Elle développe cette idée dans Feminist Theory: From Margin to Center (1984), où elle critique le féminisme institutionnel pour son aveuglement de classe et de race. Elle y appelle à un féminisme inclusif, radical, populaire, qui parte des marges pour transformer le centre.
bell hooks a publié plus de 40 ouvrages : essais, poèmes, livres pour enfants, autobiographies, critiques culturelles. Cela en fait une œuvre prolifique, accessible et transversale. Parmi ses titres majeurs :
Talking Back: Thinking Feminist, Thinking Black (1989) – sur la parole comme acte de résistance ;
Black Looks: Race and Representation (1992) – sur les stéréotypes raciaux dans les médias ;
Killing Rage: Ending Racism (1995) – sur la colère noire comme force politique ;
Bone Black: Memories of Girlhood (1996) – récit autobiographique de son enfance ;
All About Love: New Visions (2000) – réflexion sur l’amour comme pratique politique ;
The Will to Change: Men, Masculinity, and Love (2004) – appel à une masculinité libérée du patriarcat.
Son style est clair, direct, accessible, loin du jargon académique. Elle écrit pour toutes et tous, pas seulement pour les universitaires. Elle dit : « La théorie est un lieu de guérison. »
Enseignante à Yale, Oberlin, City College of New York, puis à Berea College (Kentucky), bell hooks développe une pédagogie critique, inspirée de Paulo Freire. Pour elle, enseigner, c’est aimer, écouter, libérer. Elle refuse la hiérarchie professeur·e/élève, prône l’apprentissage mutuel, la parole partagée, la désobéissance intellectuelle. Elle fonde en 2014 le bell hooks Institute, espace de recherche, d’archives et de transmission féministe, dans sa ville natale.
Dans les années 2000, bell hooks se tourne vers une réflexion sur l’amour comme force transformatrice. Dans All About Love, elle affirme que l’amour n’est pas un sentiment, mais un acte de volonté, de soin, de responsabilité. Elle y voit une alternative au capitalisme, au patriarcat, à la haine de soi. Elle écrit : « L’amour de soi est le fondement de notre pratique de l’amour. » Elle critique la masculinité toxique, appelle les hommes à se libérer du patriarcat, et propose une politique de la tendresse.
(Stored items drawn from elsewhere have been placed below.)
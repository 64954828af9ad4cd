//! Types for test outcomes and the glue that wraps a test body in the
//! diagnostics hooks.

use serde::{Deserialize, Serialize};
use std::future::Future;
use std::time::{Duration, Instant};

use crate::capture::{DeviceDriver, Platform};
use crate::pipeline::DiagnosticsPipeline;

/// Identity of the test being run
#[derive(Debug, Clone, PartialEq, Eq, Serialize, Deserialize)]
pub struct TestContext {
    /// Full test title
    pub name: String,

    /// Platform under test; `None` disables recording
    pub platform: Option<Platform>,
}

impl TestContext {
    pub fn new(name: impl Into<String>, platform: Option<Platform>) -> Self {
        Self {
            name: name.into(),
            platform,
        }
    }

    /// Take the platform from what the driver reports
    pub fn for_driver(name: impl Into<String>, driver: &dyn DeviceDriver) -> Self {
        Self::new(name, driver.platform())
    }
}

/// Structured error of a failed test
#[derive(Debug, Clone, PartialEq, Eq, Serialize, Deserialize)]
pub struct TestError {
    pub message: String,
    pub stack: Option<String>,
}

impl TestError {
    pub fn new(message: impl Into<String>) -> Self {
        Self {
            message: message.into(),
            stack: None,
        }
    }

    pub fn with_stack(mut self, stack: impl Into<String>) -> Self {
        self.stack = Some(stack.into());
        self
    }
}

impl std::fmt::Display for TestError {
    fn fmt(&self, f: &mut std::fmt::Formatter<'_>) -> std::fmt::Result {
        f.write_str(&self.message)
    }
}

impl std::error::Error for TestError {}

/// Result of one test execution, as reported by the runner
#[derive(Debug, Clone, PartialEq, Eq, Serialize, Deserialize)]
pub struct TestOutcome {
    /// Whether the test passed
    pub passed: bool,

    /// Error if the test failed
    pub error: Option<TestError>,

    /// Wall-clock duration of the test body
    pub duration_ms: u64,

    /// How many times the test has been retried before this run
    pub retry_count: u32,
}

impl TestOutcome {
    pub fn passed(duration: Duration) -> Self {
        Self {
            passed: true,
            error: None,
            duration_ms: duration.as_millis() as u64,
            retry_count: 0,
        }
    }

    pub fn failed(error: TestError, duration: Duration) -> Self {
        Self {
            passed: false,
            error: Some(error),
            duration_ms: duration.as_millis() as u64,
            retry_count: 0,
        }
    }

    pub fn from_result(result: Result<(), TestError>, duration: Duration, retry_count: u32) -> Self {
        let outcome = match result {
            Ok(()) => Self::passed(duration),
            Err(error) => Self::failed(error, duration),
        };
        Self {
            retry_count,
            ..outcome
        }
    }
}

/// Run a test body between the pipeline's hooks.
///
/// The returned outcome is exactly what the body produced; diagnostics never
/// change it.
pub async fn run_with_diagnostics<F>(
    pipeline: &mut DiagnosticsPipeline,
    ctx: &TestContext,
    retry_count: u32,
    body: F,
) -> TestOutcome
where
    F: Future<Output = Result<(), TestError>>,
{
    pipeline.on_test_start(ctx).await;

    let started = Instant::now();
    let result = body.await;
    let outcome = TestOutcome::from_result(result, started.elapsed(), retry_count);

    pipeline.on_test_end(ctx, &outcome).await;
    outcome
}
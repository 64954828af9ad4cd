//! Device Sidecar - diagnostics capture for mobile end-to-end UI tests.
//!
//! This crate provides:
//! - A per-test pipeline that records the device screen and, when a test
//!   fails, attaches a screenshot, the recording and the Appium server log
//! - A `DeviceDriver` seam with an Appium HTTP implementation and a scripted
//!   in-process one
//! - Report sinks (in-memory and Allure results directory)
//! - Environment-driven configuration
//!
//! Diagnostics never decide pass or fail: every capture step is best-effort
//! and a failure only removes its own attachment.
//!
//! # Example
//!
//! ```rust,no_run
//! use std::sync::Arc;
//! use device_sidecar::{
//!     AllureSink, AppiumDriver, DiagnosticsPipeline, Platform, TestContext, TestError,
//!     run_with_diagnostics,
//! };
//!
//! # async fn example() -> Result<(), Box<dyn std::error::Error>> {
//! let driver = Arc::new(AppiumDriver::new("http://127.0.0.1:4723", "session-id", Some(Platform::Android))?);
//! let sink = Arc::new(AllureSink::new("allure-results")?);
//! let mut pipeline = DiagnosticsPipeline::new(driver, sink.clone(), device_sidecar::config::capture_config());
//!
//! let ctx = TestContext::new("login shows an error for a bad password", Some(Platform::Android));
//! sink.begin_test();
//! let outcome = run_with_diagnostics(&mut pipeline, &ctx, 0, async {
//!     Err(TestError::new("expected error banner"))
//! })
//! .await;
//! sink.finish_test(&ctx, &outcome)?;
//! # Ok(())
//! # }
//! ```

pub mod capture;
pub mod config;
pub mod pipeline;
pub mod report;
pub mod runner;

// Re-export runner types
pub use runner::{TestContext, TestError, TestOutcome, run_with_diagnostics};

// Re-export the pipeline
pub use pipeline::{CaptureSummary, DiagnosticsPipeline, PipelineState};

// Re-export capture types and drivers
pub use capture::{
    AppiumDriver, Artifact, ArtifactKind, CaptureConfig, CaptureFailure, CaptureStep,
    DeviceDriver, DriverCall, DriverError, LogSource, Payload, Platform, RecordingConfig,
    RecordingSession, ScriptedDriver,
};

// Re-export report sinks
pub use report::{AllureSink, MemorySink, ReportError, ReportSink};
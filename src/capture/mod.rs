pub mod appium;
pub mod artifact;
pub mod driver;
pub mod logs;
pub mod types;

pub use appium::AppiumDriver;
pub use artifact::{Artifact, ArtifactKind, Payload, SCREENSHOT_NAME, VIDEO_NAME, log_excerpt_name};
pub use driver::{DeviceDriver, DriverCall, DriverError, DriverResult, ScriptedDriver};
pub use logs::{LogSource, tail_lines};
pub use types::{
    AndroidRecording, CaptureConfig, CaptureFailure, CaptureResult, CaptureStep, IosRecording,
    Platform, RecordingConfig, RecordingSession,
};
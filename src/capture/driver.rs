//! Device driver abstraction for recording and screenshots.
//!
//! The pipeline only needs three device commands, so the driver seam is a
//! small trait:
//! - `AppiumDriver` talks to a live Appium session over HTTP
//! - `ScriptedDriver` answers in-process, with failure injection for testing

use async_trait::async_trait;
use image::{ImageBuffer, Rgb};
use std::collections::HashSet;
use std::io::Cursor;
use std::sync::{Mutex, MutexGuard};

use super::types::{Platform, RecordingConfig};

/// Result type for driver calls
pub type DriverResult<T> = Result<T, DriverError>;

/// Errors returned by device drivers
#[derive(Debug, thiserror::Error)]
pub enum DriverError {
    /// Transport failure talking to the automation server
    #[error("HTTP error: {0}")]
    Http(#[from] reqwest::Error),

    /// The automation server answered with a W3C error
    #[error("{error} (HTTP {status}): {message}")]
    Protocol {
        status: u16,
        error: String,
        message: String,
    },

    /// The response did not have the expected shape
    #[error("invalid response: {0}")]
    InvalidResponse(String),

    /// A base64 payload could not be decoded
    #[error("invalid base64 payload: {0}")]
    Decode(#[from] base64::DecodeError),

    /// The device refused or could not perform the command
    #[error("device unavailable: {0}")]
    Unavailable(String),
}

/// Trait for device drivers
///
/// Implementations must be shareable across tasks; each concurrently running
/// test owns its device, so calls on one driver are never interleaved by the
/// pipeline.
#[async_trait]
pub trait DeviceDriver: Send + Sync {
    /// Begin a screen recording with platform-specific options
    async fn start_recording(&self, config: &RecordingConfig) -> DriverResult<()>;

    /// End the current recording and return the encoded video.
    /// An empty buffer means nothing was recorded.
    async fn stop_recording(&self) -> DriverResult<Vec<u8>>;

    /// Capture the current screen as PNG
    async fn take_screenshot(&self) -> DriverResult<Vec<u8>>;

    /// Platform reported by the driver, if it is a mobile one
    fn platform(&self) -> Option<Platform>;
}

/// Device commands issued to a `ScriptedDriver`
#[derive(Debug, Clone, Copy, PartialEq, Eq, Hash)]
pub enum DriverCall {
    StartRecording,
    StopRecording,
    TakeScreenshot,
}

#[derive(Debug, Default)]
struct ScriptState {
    calls: Vec<DriverCall>,
    recording: bool,
    last_config: Option<RecordingConfig>,
}

/// An in-process driver for tests and dry runs
///
/// Every call is journaled; any call can be made to fail. Without an explicit
/// screenshot it renders a flat PNG sized for the platform.
#[derive(Debug)]
pub struct ScriptedDriver {
    platform: Option<Platform>,
    video: Vec<u8>,
    screenshot: Option<Vec<u8>>,
    failing: HashSet<DriverCall>,
    state: Mutex<ScriptState>,
}

impl ScriptedDriver {
    pub fn new(platform: Option<Platform>) -> Self {
        Self {
            platform,
            video: b"\x00\x00\x00\x18ftypmp42scripted".to_vec(),
            screenshot: None,
            failing: HashSet::new(),
            state: Mutex::new(ScriptState::default()),
        }
    }

    /// Make every call of the given kind fail
    pub fn fail_on(mut self, call: DriverCall) -> Self {
        self.failing.insert(call);
        self
    }

    /// Set the bytes returned when a recording is stopped
    pub fn with_video(mut self, video: Vec<u8>) -> Self {
        self.video = video;
        self
    }

    /// Set the bytes returned for screenshots
    pub fn with_screenshot(mut self, png: Vec<u8>) -> Self {
        self.screenshot = Some(png);
        self
    }

    /// All calls received so far, in order
    pub fn calls(&self) -> Vec<DriverCall> {
        self.lock().calls.clone()
    }

    /// Whether a recording was started and not yet stopped
    pub fn is_recording(&self) -> bool {
        self.lock().recording
    }

    /// Options passed to the most recent start call
    pub fn last_recording_config(&self) -> Option<RecordingConfig> {
        self.lock().last_config.clone()
    }

    fn lock(&self) -> MutexGuard<'_, ScriptState> {
        // The state stays consistent even if a holder panicked.
        self.state.lock().unwrap_or_else(|poisoned| poisoned.into_inner())
    }

    fn record(&self, call: DriverCall) -> DriverResult<MutexGuard<'_, ScriptState>> {
        let mut state = self.lock();
        state.calls.push(call);
        if self.failing.contains(&call) {
            return Err(DriverError::Unavailable(format!("scripted failure on {:?}", call)));
        }
        Ok(state)
    }

    fn placeholder_png(&self) -> DriverResult<Vec<u8>> {
        let (width, height) = match self.platform {
            Some(Platform::Android) => (72, 128),
            Some(Platform::Ios) => (66, 143),
            None => (128, 72),
        };
        let img = ImageBuffer::from_pixel(width, height, Rgb([32u8, 32, 32]));
        let mut bytes = Vec::new();
        img.write_to(&mut Cursor::new(&mut bytes), image::ImageFormat::Png)
            .map_err(|e| DriverError::Unavailable(format!("Failed to encode PNG: {}", e)))?;
        Ok(bytes)
    }
}

#[async_trait]
impl DeviceDriver for ScriptedDriver {
    async fn start_recording(&self, config: &RecordingConfig) -> DriverResult<()> {
        let mut state = self.record(DriverCall::StartRecording)?;
        state.recording = true;
        state.last_config = Some(config.clone());
        Ok(())
    }

    async fn stop_recording(&self) -> DriverResult<Vec<u8>> {
        let mut state = self.record(DriverCall::StopRecording)?;
        if !state.recording {
            return Ok(Vec::new());
        }
        state.recording = false;
        Ok(self.video.clone())
    }

    async fn take_screenshot(&self) -> DriverResult<Vec<u8>> {
        drop(self.record(DriverCall::TakeScreenshot)?);
        match &self.screenshot {
            Some(png) => Ok(png.clone()),
            None => self.placeholder_png(),
        }
    }

    fn platform(&self) -> Option<Platform> {
        self.platform
    }
}

#[cfg(test)]
mod tests {
    use super::*;
    use crate::capture::CaptureConfig;

    #[tokio::test]
    async fn test_scripted_recording_cycle() {
        let driver = ScriptedDriver::new(Some(Platform::Android)).with_video(vec![1, 2, 3]);
        let config = CaptureConfig::default().recording_for(Platform::Android);

        driver.start_recording(&config).await.unwrap();
        assert!(driver.is_recording());
        assert_eq!(driver.last_recording_config(), Some(config));

        assert_eq!(driver.stop_recording().await.unwrap(), vec![1, 2, 3]);
        assert!(!driver.is_recording());
        assert_eq!(
            driver.calls(),
            vec![DriverCall::StartRecording, DriverCall::StopRecording]
        );
    }

    #[tokio::test]
    async fn test_scripted_stop_without_recording_is_empty() {
        let driver = ScriptedDriver::new(Some(Platform::Ios));
        assert!(driver.stop_recording().await.unwrap().is_empty());
    }

    #[tokio::test]
    async fn test_scripted_failure_is_journaled() {
        let driver = ScriptedDriver::new(None).fail_on(DriverCall::TakeScreenshot);
        let err = driver.take_screenshot().await.unwrap_err();
        assert!(matches!(err, DriverError::Unavailable(_)));
        assert_eq!(driver.calls(), vec![DriverCall::TakeScreenshot]);
    }

    #[tokio::test]
    async fn test_placeholder_screenshot_is_png() {
        let driver = ScriptedDriver::new(Some(Platform::Android));
        let png = driver.take_screenshot().await.unwrap();
        assert_eq!(&png[0..4], &[0x89, 0x50, 0x4E, 0x47]);
        let img = image::load_from_memory(&png).unwrap();
        assert_eq!((img.width(), img.height()), (72, 128));
    }
}
// SPDX-License-Identifier: Apache-2.0
// Copyright 2025 itsakeyfut
//
// Licensed under the Apache License, Version 2.0 (the "License");
// you may not use this file except in compliance with the License.
// You may obtain a copy of the License at
//
//     http://www.apache.org/licenses/LICENSE-2.0
//
// Unless required by applicable law or agreed to in writing, software
// distributed under the License is distributed on an "AS IS" BASIS,
// WITHOUT WARRANTIES OR CONDITIONS OF ANY KIND, either express or implied.
// See the License for the specific language governing permissions and
// limitations under the License.

//! Error types for the rasterization core
//!
//! Degenerate or fully clipped triangles are not errors; the scan-converter
//! reports them as "no output" and they never reach this type.
//!
//! Everything here falls into one of three groups:
//! - Resource exhaustion (scanline, vertex, command or matrix stack limits).
//!   These abort the current frame.
//! - Malformed command streams (unknown tag, truncated record).
//! - Boundary misuse and configuration/persistence failures.

use thiserror::Error;

/// Errors raised by the rasterization core
#[derive(Debug, Error)]
pub enum RenderError {
    /// A triangle needs more scanlines than the span scratch buffer holds
    #[error("triangle spans {rows} scanlines, scratch buffer holds {max}")]
    ScanlineOverflow { rows: usize, max: usize },

    /// Too many polygons were submitted in one frame
    #[error("command buffer full ({capacity} polygons per frame)")]
    CommandBufferFull { capacity: usize },

    /// A clipped polygon grew beyond the vertex scratch buffer
    #[error("vertex scratch buffer full ({capacity} vertices)")]
    VertexBufferFull { capacity: usize },

    /// Push on a full matrix stack
    #[error("matrix stack overflow (depth {depth})")]
    MatrixStackOverflow { depth: usize },

    /// Pop on a matrix stack holding only its base entry
    #[error("matrix stack underflow")]
    MatrixStackUnderflow,

    /// The command stream contained a tag with no known record layout
    #[error("unknown record tag 0x{tag:02X} at word {offset}")]
    UnknownRecordTag { tag: u8, offset: usize },

    /// The command stream ended in the middle of a record
    #[error("record 0x{tag:02X} needs {needed} words, only {available} available")]
    TruncatedRecord {
        tag: u8,
        needed: usize,
        available: usize,
    },

    /// Texture upload rectangle or data length does not fit the sheet
    #[error("texture upload {width}x{height} at ({x}, {y}) does not fit sheet {sheet}")]
    InvalidTextureUpload {
        sheet: usize,
        x: usize,
        y: usize,
        width: usize,
        height: usize,
    },

    /// Texture sheet id outside the configured store
    #[error("texture sheet {0} does not exist")]
    InvalidSheet(usize),

    /// Palette index outside the configured palette
    #[error("palette index {0} out of range")]
    InvalidPaletteIndex(usize),

    /// A render worker went away while jobs were outstanding
    #[error("render worker pool disconnected")]
    WorkerPoolDisconnected,

    /// Invalid or unreadable configuration
    #[error("configuration error: {0}")]
    Config(String),

    /// Snapshot encode/decode failure
    #[error("snapshot error: {0}")]
    Snapshot(String),

    /// I/O error (config and snapshot files)
    #[error("I/O error: {0}")]
    Io(#[from] std::io::Error),
}

impl RenderError {
    /// Whether this error terminates processing of the current frame
    ///
    /// Resource exhaustion had no recovery path on the original hardware, so
    /// the frame in progress is dropped and the previous one stays on screen.
    pub fn is_frame_fatal(&self) -> bool {
        matches!(
            self,
            RenderError::ScanlineOverflow { .. }
                | RenderError::CommandBufferFull { .. }
                | RenderError::VertexBufferFull { .. }
                | RenderError::MatrixStackOverflow { .. }
                | RenderError::MatrixStackUnderflow
                | RenderError::TruncatedRecord { .. }
                | RenderError::WorkerPoolDisconnected
        )
    }
}

/// Result type for rasterization core operations
pub type Result<T> = std::result::Result<T, RenderError>;

#[cfg(test)]
mod tests {
    use super::*;

    #[test]
    fn test_exhaustion_is_frame_fatal() {
        assert!(RenderError::CommandBufferFull { capacity: 4 }.is_frame_fatal());
        assert!(RenderError::MatrixStackUnderflow.is_frame_fatal());
        assert!(RenderError::ScanlineOverflow { rows: 600, max: 512 }.is_frame_fatal());
    }

    #[test]
    fn test_boundary_errors_are_not_frame_fatal() {
        assert!(!RenderError::InvalidSheet(3).is_frame_fatal());
        assert!(!RenderError::UnknownRecordTag { tag: 0x7E, offset: 0 }.is_frame_fatal());
        assert!(!RenderError::Config("bad".into()).is_frame_fatal());
    }

    #[test]
    fn test_error_messages() {
        let err = RenderError::UnknownRecordTag { tag: 0x7E, offset: 12 };
        assert_eq!(err.to_string(), "unknown record tag 0x7E at word 12");

        let err = RenderError::ScanlineOverflow { rows: 600, max: 512 };
        assert_eq!(
            err.to_string(),
            "triangle spans 600 scanlines, scratch buffer holds 512"
        );
    }
}
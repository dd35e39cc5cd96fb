// SPDX-License-Identifier: Apache-2.0
// Copyright 2025 itsakeyfut
//
// Licensed under the Apache License, Version 2.0 (the "License");
// you may not use this file except in compliance with the License.
// You may obtain a copy of the License at
//
//     http://www.apache.org/licenses/LICENSE-2.0
//
// Unless required by applicable law or agreed to in writing, software
// distributed under the License is distributed on an "AS IS" BASIS,
// WITHOUT WARRANTIES OR CONDITIONS OF ANY KIND, either express or implied.
// See the License for the specific language governing permissions and
// limitations under the License.

//! Rasterization core components
//!
//! - [`raster`]: triangle scan conversion and polygon clipping
//! - [`pipeline`]: command decoding, transform, shading and the frame state machine
//! - [`compositor`]: color buffers, Z-buffer and page flipping
//! - [`config`]: per-variant pipeline configuration
//! - [`fixed`]: fixed-point and float format conversions
//! - [`error`]: error type shared by every component

pub mod compositor;
pub mod config;
pub mod error;
pub mod fixed;
pub mod pipeline;
pub mod raster;
// SPDX-License-Identifier: Apache-2.0
// Copyright 2025 itsakeyfut
//
// Licensed under the Apache License, Version 2.0 (the "License");
// you may not use this file except in compliance with the License.
// You may obtain a copy of the License at
//
//     http://www.apache.org/licenses/LICENSE-2.0
//
// Unless required by applicable law or agreed to in writing, software
// distributed under the License is distributed on an "AS IS" BASIS,
// WITHOUT WARRANTIES OR CONDITIONS OF ANY KIND, either express or implied.
// See the License for the specific language governing permissions and
// limitations under the License.

//! Compositor flip, cadence and present tests
// SPDX-License-Identifier: Apache-2.0
// Copyright 2025 itsakeyfut
//
// Licensed under the Apache License, Version 2.0 (the "License");
// you may not use this file except in compliance with the License.
// You may obtain a copy of the License at
//
//     http://www.apache.org/licenses/LICENSE-2.0
//
// Unless required by applicable law or agreed to in writing, software
// distributed under the License is distributed on an "AS IS" BASIS,
// WITHOUT WARRANTIES OR CONDITIONS OF ANY KIND, either express or implied.
// See the License for the specific language governing permissions and
// limitations under the License.

//! arcpoly: polygon rasterization core for 1990s arcade 3D hardware
//!
//! This crate reproduces the pixel output of fixed-function arcade polygon
//! chips: edge-walking triangle setup with sub-pixel precision, perspective
//! correct texturing, hardware depth rules, and the frame pacing of the
//! original boards.
//!
//! # Architecture
//!
//! - [`core::raster`]: scan conversion and clipping
//! - [`core::pipeline`]: the [`Pipeline`](core::pipeline::Pipeline) rendering context
//! - [`core::compositor`]: front/back buffers and presentation
//! - [`core::config`]: hardware variant presets and TOML configuration
//!
//! # Example
//!
//! ```
//! use arcpoly::core::config::{PipelineConfig, VariantPreset};
//! use arcpoly::core::pipeline::blend::Color;
//! use arcpoly::core::pipeline::command::{PolyAttrs, PolygonRecord, ScreenVertex};
//! use arcpoly::core::pipeline::Pipeline;
//!
//! let config = PipelineConfig::preset(VariantPreset::PerspectiveTextured);
//! let mut pipeline = Pipeline::new(config)?;
//!
//! pipeline.begin_frame();
//! pipeline.submit(PolygonRecord::Flat {
//!     vertices: [
//!         ScreenVertex::new(10, 10, 2.0),
//!         ScreenVertex::new(200, 20, 2.0),
//!         ScreenVertex::new(40, 180, 2.0),
//!     ],
//!     color: Color::new(255, 128, 0),
//!     attrs: PolyAttrs::default(),
//! })?;
//! assert!(pipeline.end_frame()?);
//! # Ok::<(), arcpoly::RenderError>(())
//! ```
//!
//! # Error Handling
//!
//! All fallible operations return [`core::error::Result<T>`], an alias for
//! `Result<T, RenderError>`.

pub mod core;

// Re-export commonly used types
pub use core::error::{RenderError, Result};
bell hooks meurt le 15 décembre 2021, à 69 ans, des suites d’une longue maladie. Son œuvre est traduite dans plus de 15 langues, étudiée dans les universités du monde entier, citée dans les mouvements féministes, antiracistes, queer, décoloniaux. Elle laisse une pensée vivante, incarnée, radicale et accessible, qui continue d’inspirer. les afroféministes francophones comme Rokhaya Diallo, Kiyémis, Maboula Soumahoro, les pédagogues critiques, les militant·es queer et antiracistes s'en inspire.
bell hooks n’a jamais séparé la théorie de la vie, ni la politique de l’amour. Elle a écrit pour celles et ceux qu’on n’écoutait pas, pour les enfants, pour les mères, pour les hommes blessés, pour les femmes en colère, pour les rêveuses et les fatigués. Elle a montré que penser peut être un acte de soin, que l’amour peut être une stratégie révolutionnaire, et que la parole peut être une arme douce et tranchante à la fois. Elle disait : « Je suis en train d’écrire pour que les gens ne se sentent plus seuls. » Et c’est peut-être cela, son plus grand legs.